Gastro-Abenteurer

Abenteuerlust muss angeboren sein. Alex Kapranos hatte sie schon immer. Erwar noch keine zwei Jahre alt, da fraß er sich zu Hause bei Muttern durch all die Häppchen, die für eine abendliche Party bereitstanden. Gefiel ihm ganz gut -Chips, Zwiebeln, Marshmallows, Käse -, bis er zu den Erdnüssen kam. Da entdeckte der kleine Alex, dass er eine Allergie hatte, und spuckte der erfreuten Mama den neuen Teppich voll. So begann seine kulinarische Entdeckungsreise auf dieser Welt.

Heute ist Kapranos fast 35, obwohl ihm eine Wahrsagerin in Hongkong prophezeit hatte, er werde sein 34. Lebensjahr nicht heil überstehen. Ihre Empfehlung, nicht schnell Auto zu fahren oder im Flugzeug zu fliegen, konnte er leider nicht befolgen.

Er ist Sänger bei Franz Ferdinand und deshalb ständig unterwegs, um Konzerte zu geben – und nebenbei die interessantesten Restaurants zu testen. Vor der Musikkarriere war Kapranos mal Koch und Caterer. Ein schlauer Mensch bei der britischen Zeitung „The Guardian“ hatte das bemerkt und bot ihm eine Kolumne an, in der er Gastro-Tipps (und dazu ein paar lustige Band-Anekdoten) schreiben sollte. Diese Geschichten gibt es jetzt gesammelt auf 160 Seiten: „Sound Bites – Essen auf Tour mit Franz Ferdinand“ (Kiepenheuer & Witsch) führt die Leser einmal um die Welt, und überall gibt es spannende Genüsse – oder eben grässlichen Fraß. Während sich erfolgreiche Bands hierzulande die Dienste der „Roten Gourmet Fraktion“ sichern und so backstage immer Leckereien stehen haben, muss sich Kapranos mit Chips, pappigen Brötchen und kalter Pizza herumschlagen, „wenn es die Zeit zwischen Soundcheck, Gig und Besoffen-im-Bus-Sitzen erlaubt“. Kein Wunder, dass der Mann gern essen geht.

Erstaunlich ist allerdings, mit welcher Liebe Kapranos sich dem Thema widmet: wie er detailliert den Geschmack aller Gerichte beschreibt, jede Empfindung beim Kauen schildert. Man liest aus jeder Zeile die Begeisterung fürs Essen, für neue Gerichte und Geschmacksrichtungen.

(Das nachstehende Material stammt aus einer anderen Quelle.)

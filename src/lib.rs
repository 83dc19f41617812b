//! A compact, self-describing binary encoding for sparse, field-addressed
//! records.
//!
//! A pack value is a tree of typed fields organized into objects (keyed by
//! small integer field IDs) and arrays (ordered). Missing fields cost zero
//! bytes: IDs are delta-encoded against the last field actually seen, so a
//! mostly-empty object with one field near the end is only a few bytes
//! larger than an empty one. Small integers fit entirely inside the tag
//! byte; everything else falls back to a base-128 varint.
//!
//! ```
//! use pack::{PackReader, PackWriter};
//!
//! let mut w = PackWriter::to_vec();
//! w.write_u32(1, 7).unwrap();
//! w.write_str(3, "hi").unwrap(); // field 2 is implicitly absent
//! let bytes = w.write_end_to_vec().unwrap();
//!
//! let mut r = PackReader::from_slice(&bytes);
//! assert_eq!(r.read_u32(1).unwrap(), 7);
//! assert!(r.read_null(2).unwrap());
//! assert_eq!(r.read_str(3).unwrap(), "hi");
//! r.read_end().unwrap();
//! ```
//!
//! This is not wire-compatible with Protocol Buffers or any other
//! self-describing format despite some surface similarity (small-integer
//! varints, field-number addressing): the tag-byte bit layout, the container
//! framing, and the null-elision rules are specific to this crate.
//!
//! Reading and writing are both strictly single-pass and single-threaded;
//! see [`PackReader`] and [`PackWriter`] for the full operation set, and
//! [`error`] for how failures are categorized.

mod error;
mod frame;
pub mod read;
mod types;
mod varint;
pub mod write;

pub use error::{FormatError, ReadError, WriteError};
pub use read::PackReader;
pub use types::PackType;
pub use write::PackWriter;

In New York wagt er sich an Markknochen mit Marmelade, in Paris probiert er Muskelmagen, in Buenos Aires sogar Stierhoden: „Ich bin überrascht, als sich herausstellt, dass sie auch nicht viel größer sind als meine eigenen.“ Sie schmecken übrigens nicht so toll, „wie einen Hand voll Pennies mit Grünspan“. Und dann, in Japan, kommt das Unausweichliche: der Kugelfisch. Eine von ioo Portionen ist angeblich tödlich. Kapranos denkt nicht darüber nach, was Franz Ferdinand ohne ihn machen würden, er ist ja ein selbsternannter Gastro-Abenteurer. Er bestellt den Fugu und muss feststellen: „Von Iglo gibt es so was Ähnliches“, man nennt es Fischstäbchen. Ist das Risiko also nicht wert.

Auch in Deutschland hat er sich umgesehen, aber das ist leider nicht so aufregend: In München besucht er den Christkindlmarkt und verspeist Lebkuchen, Leberkässemmeln („sehr lecker“) und Krustenbraten, der „wie Lack unter einer Heißluftpistole aussieht“. In Köln probiert er Blutwurst und Sauerbraten, wird aber von doofen Tischnachbarn abgelenkt.

Ein paar weitere Stationen werden abgehandelt, und nach eineinhalb Jahren auf Tournee fährt er dann tatsächlich heim nach Glasgow, und das Buch ist zu Ende: „Was ich zu Hause esse, ist nicht interessant. Dasselbe wie alle anderen auch.“ Man kann sich das nur schwer vorstellen, zumal er vorher vehement das schottische Nationalgericht Haggis verteidigt hat: „Ich liebe diesen Sack voll Schafsinnereien und Hafermehl.“ Wohl bekomm’s.